4. Love Birds: What could be more eye feasting than watching two love struck people teasing each other, guy’s over protective stance in a bogey full of skirt chasers, girl’s rare and extra lovable gesture, and telling people that he’s no more in the friend zone. Aawwwwwww....hooowwwww Keewwwttt.... :|
5. Hyperly active coll gangs: At one moment they make you feel all nostalgic and the next moment you feel like crushing their faces with bare hands. They are annoying and loud, their idiotic one-liners are directly proportional to how much people are smiling at it. Imagine a T-Rex trying to masturbate, that’s what they do, trying way too hard. :|
6. Skunks: They just stink.
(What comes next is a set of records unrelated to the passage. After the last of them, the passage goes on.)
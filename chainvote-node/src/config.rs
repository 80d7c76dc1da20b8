// Copyright (C) Microsoft Corporation. All rights reserved.

#![deny(clippy::unwrap_used)]
#![deny(clippy::expect_used)]
#![deny(clippy::panic)]
#![deny(clippy::manual_assert)]

//! Node configuration: a JSON file with defaults for every field, so an
//! empty file (or none at all) yields a runnable local node.

use std::path::{Path, PathBuf};
use std::time::Duration;

use serde::{Deserialize, Serialize};

use chainvote::{chain::DEFAULT_DIFFICULTY, errors::CoreResult, pow::DIFFICULTY_RANGE};

#[derive(Clone, Debug, Serialize, Deserialize, PartialEq, Eq)]
#[serde(default)]
pub struct NodeConfig {
    /// Where chains, keys, tables and peers are persisted.
    pub data_dir: PathBuf,

    /// Request port this node answers on; the subscription port is derived
    /// by convention where the transport needs it.
    pub rep_port: u16,
    pub sub_port: u16,

    /// Leading-zero prefix length for proof-of-work.
    pub difficulty: u32,

    /// Largest per-option count the decryption table resolves. Must be at
    /// least the number of eligible voters of any hosted election.
    pub table_max_count: u64,

    /// Ingress poll timeout.
    pub poll_interval_ms: u64,

    /// Miner yield between sweeps.
    pub mine_interval_ms: u64,

    /// Publisher yield when the queue is empty.
    pub publish_interval_ms: u64,
}

impl Default for NodeConfig {
    fn default() -> Self {
        NodeConfig {
            data_dir: PathBuf::from("chainvote-data"),
            rep_port: 5560,
            sub_port: 5561,
            difficulty: DEFAULT_DIFFICULTY,
            table_max_count: 10_000,
            poll_interval_ms: 1_000,
            mine_interval_ms: 1_000,
            publish_interval_ms: 1_000,
        }
    }
}

impl NodeConfig {
    /// Loads the config file, or the defaults when the file does not exist.
    pub fn load(path: Option<&Path>) -> CoreResult<NodeConfig> {
        let Some(path) = path else {
            return Ok(NodeConfig::default());
        };
        let contents = std::fs::read_to_string(path)?;
        let config: NodeConfig = serde_json::from_str(&contents)?;
        config.validate()?;
        Ok(config)
    }

    pub fn validate(&self) -> CoreResult<()> {
        if !DIFFICULTY_RANGE.contains(&self.difficulty) {
            return Err(chainvote::CoreError::BadParams(format!(
                "difficulty {} outside {DIFFICULTY_RANGE:?}",
                self.difficulty
            )));
        }
        Ok(())
    }

    pub fn poll_interval(&self) -> Duration {
        Duration::from_millis(self.poll_interval_ms)
    }

    pub fn mine_interval(&self) -> Duration {
        Duration::from_millis(self.mine_interval_ms)
    }

    pub fn publish_interval(&self) -> Duration {
        Duration::from_millis(self.publish_interval_ms)
    }

    pub fn chains_dir(&self) -> PathBuf {
        self.data_dir.join("chains")
    }

    pub fn key_file(&self) -> PathBuf {
        self.data_dir.join("keys.jsonl")
    }

    pub fn tables_file(&self) -> PathBuf {
        self.data_dir.join("tables.json")
    }

    pub fn peers_file(&self) -> PathBuf {
        self.data_dir.join("peers.json")
    }
}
Some smell like a soggy stray dog. You’ll love to watch a women expression when trap between those skunks and that too early morning. The blend of their sweat mix with oil clad hair combined with unwashed clothes supported by depressing and rude continues announcements will certainly charge your morning up! Better than caffeine :P
7. Sadist: Mightiest of all, slapdash! They love breaking ‘Emergency Button’ hymn, every time they see a virgin Emergency Button. Put their middle finger in the hole above the sliding gate fantasizing their deep dark secrets, Fickle with collected dead bodies of wasps inside the tube light panes. Torn away the black rubber in between sliding gates and guiding map on the side mirrors while digging their nose......they remind me of Cape Fear’s Max Cady
........और ऐसे ही कुछ चूतिये लोगो की वजह से; guys like me are now depriving to see some pretty faces around us in the same bogey. :|
Moral of this piece: ‘Too much people on this planet, we desperately need a new plague’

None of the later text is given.